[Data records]
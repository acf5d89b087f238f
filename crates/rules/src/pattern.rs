//! Rule patterns — plain substrings, globs, regexes, and their negations.
//!
//! The kind is taken from an explicit prefix (`re:` / `glob:`) when present,
//! otherwise inferred from the characters used:
//!
//! | pattern          | kind                         |
//! |------------------|------------------------------|
//! | `re:^git push`   | regex                        |
//! | `glob:*.env`     | glob                         |
//! | `^rm\s+-rf`      | regex (leading `^`, trailing `$`, or `\`, `(`, `|`, `.*`, `.+`) |
//! | `*.tf`           | glob (has `*`, `?` or `[`)   |
//! | `--no-verify`    | plain substring              |
//! | `g++`, `$HOME`   | plain substring              |
//! | `!*.md`          | negation of the rest         |
//!
//! An inferred regex that does not compile falls back to glob or plain
//! matching; only an explicit `re:` reports the parse error.

use glob::MatchOptions;
use regex_lite::{Regex, RegexBuilder};
use serde::{Deserialize, Serialize};
use std::fmt;

/// How a multi-pattern field combines its patterns.
#[derive(Debug, Clone, Copy, Default, PartialEq, Eq, Serialize, Deserialize)]
#[serde(rename_all = "snake_case")]
pub enum PatternMode {
    /// At least one pattern must match.
    #[default]
    Any,
    /// Every pattern must match.
    All,
}

impl PatternMode {
    pub fn parse(s: &str) -> Option<Self> {
        match s.trim().to_ascii_lowercase().as_str() {
            "any" | "or" => Some(PatternMode::Any),
            "all" | "and" => Some(PatternMode::All),
            _ => None,
        }
    }
}

impl fmt::Display for PatternMode {
    fn fmt(&self, f: &mut fmt::Formatter<'_>) -> fmt::Result {
        match self {
            PatternMode::Any => f.write_str("any"),
            PatternMode::All => f.write_str("all"),
        }
    }
}

/// A compiled pattern.
#[derive(Debug, Clone)]
pub enum Pattern {
    Plain {
        needle: String,
        case_insensitive: bool,
    },
    Glob {
        pattern: glob::Pattern,
        case_insensitive: bool,
    },
    Regex(Regex),
    Negated(Box<Pattern>),
}

const REGEX_HINTS: &[&str] = &["\\", "(", "|", ".*", ".+"];
const GLOB_HINTS: &[char] = &['*', '?', '['];

impl Pattern {
    /// Compile a pattern source. Errors carry the underlying parser message.
    pub fn compile(source: &str, case_insensitive: bool) -> Result<Self, String> {
        if let Some(rest) = source.strip_prefix('!') {
            if rest.is_empty() {
                return Err("negation of an empty pattern".into());
            }
            return Ok(Pattern::Negated(Box::new(Self::compile(
                rest,
                case_insensitive,
            )?)));
        }

        if let Some(rest) = source.strip_prefix("re:") {
            return compile_regex(rest, case_insensitive);
        }
        if let Some(rest) = source.strip_prefix("glob:") {
            return compile_glob(rest, case_insensitive);
        }

        if source.is_empty() {
            return Err("empty pattern".into());
        }

        if looks_like_regex(source)
            && let Ok(pattern) = compile_regex(source, case_insensitive)
        {
            return Ok(pattern);
        }
        if source.contains(GLOB_HINTS)
            && let Ok(pattern) = compile_glob(source, case_insensitive)
        {
            return Ok(pattern);
        }
        Ok(Pattern::Plain {
            needle: if case_insensitive {
                source.to_lowercase()
            } else {
                source.to_string()
            },
            case_insensitive,
        })
    }

    pub fn matches(&self, text: &str) -> bool {
        match self {
            Pattern::Plain {
                needle,
                case_insensitive: true,
            } => text.to_lowercase().contains(needle.as_str()),
            Pattern::Plain { needle, .. } => text.contains(needle.as_str()),
            Pattern::Glob {
                pattern,
                case_insensitive,
            } => pattern.matches_with(
                text,
                MatchOptions {
                    case_sensitive: !case_insensitive,
                    require_literal_separator: false,
                    require_literal_leading_dot: false,
                },
            ),
            Pattern::Regex(re) => re.is_match(text),
            Pattern::Negated(inner) => !inner.matches(text),
        }
    }

    pub fn kind(&self) -> &'static str {
        match self {
            Pattern::Plain { .. } => "plain",
            Pattern::Glob { .. } => "glob",
            Pattern::Regex(_) => "regex",
            Pattern::Negated(_) => "negated",
        }
    }
}

/// Anchors count only at the edges, so `$HOME` or `a^b` stay literal.
fn looks_like_regex(source: &str) -> bool {
    source.starts_with('^')
        || (source.ends_with('$') && source.len() > 1)
        || REGEX_HINTS.iter().any(|h| source.contains(h))
}

fn compile_regex(source: &str, case_insensitive: bool) -> Result<Pattern, String> {
    RegexBuilder::new(source)
        .case_insensitive(case_insensitive)
        .build()
        .map(Pattern::Regex)
        .map_err(|e| e.to_string())
}

fn compile_glob(source: &str, case_insensitive: bool) -> Result<Pattern, String> {
    glob::Pattern::new(source)
        .map(|pattern| Pattern::Glob {
            pattern,
            case_insensitive,
        })
        .map_err(|e| e.to_string())
}

/// Several patterns combined under one [`PatternMode`].
#[derive(Debug, Clone)]
pub struct PatternSet {
    patterns: Vec<Pattern>,
    mode: PatternMode,
}

impl PatternSet {
    pub fn new(patterns: Vec<Pattern>, mode: PatternMode) -> Self {
        Self { patterns, mode }
    }

    pub fn is_empty(&self) -> bool {
        self.patterns.is_empty()
    }

    pub fn len(&self) -> usize {
        self.patterns.len()
    }

    /// An empty set matches nothing.
    pub fn matches(&self, text: &str) -> bool {
        if self.patterns.is_empty() {
            return false;
        }
        match self.mode {
            PatternMode::Any => self.patterns.iter().any(|p| p.matches(text)),
            PatternMode::All => self.patterns.iter().all(|p| p.matches(text)),
        }
    }
}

## WHAT TO PRODUCE:
Copying begins at the line that holds "pub fn new(patterns: Vec<Pattern>, mode: PatternMode)" and ends at the last line of the data above, with both included and each line kept exactly.

## WRITTEN RESPONSE:
    pub fn new(patterns: Vec<Pattern>, mode: PatternMode) -> Self {
        Self { patterns, mode }
    }

    pub fn is_empty(&self) -> bool {
        self.patterns.is_empty()
    }

    pub fn len(&self) -> usize {
        self.patterns.len()
    }

    /// An empty set matches nothing.
    pub fn matches(&self, text: &str) -> bool {
        if self.patterns.is_empty() {
            return false;
        }
        match self.mode {
            PatternMode::Any => self.patterns.iter().any(|p| p.matches(text)),
            PatternMode::All => self.patterns.iter().all(|p| p.matches(text)),
        }
    }
}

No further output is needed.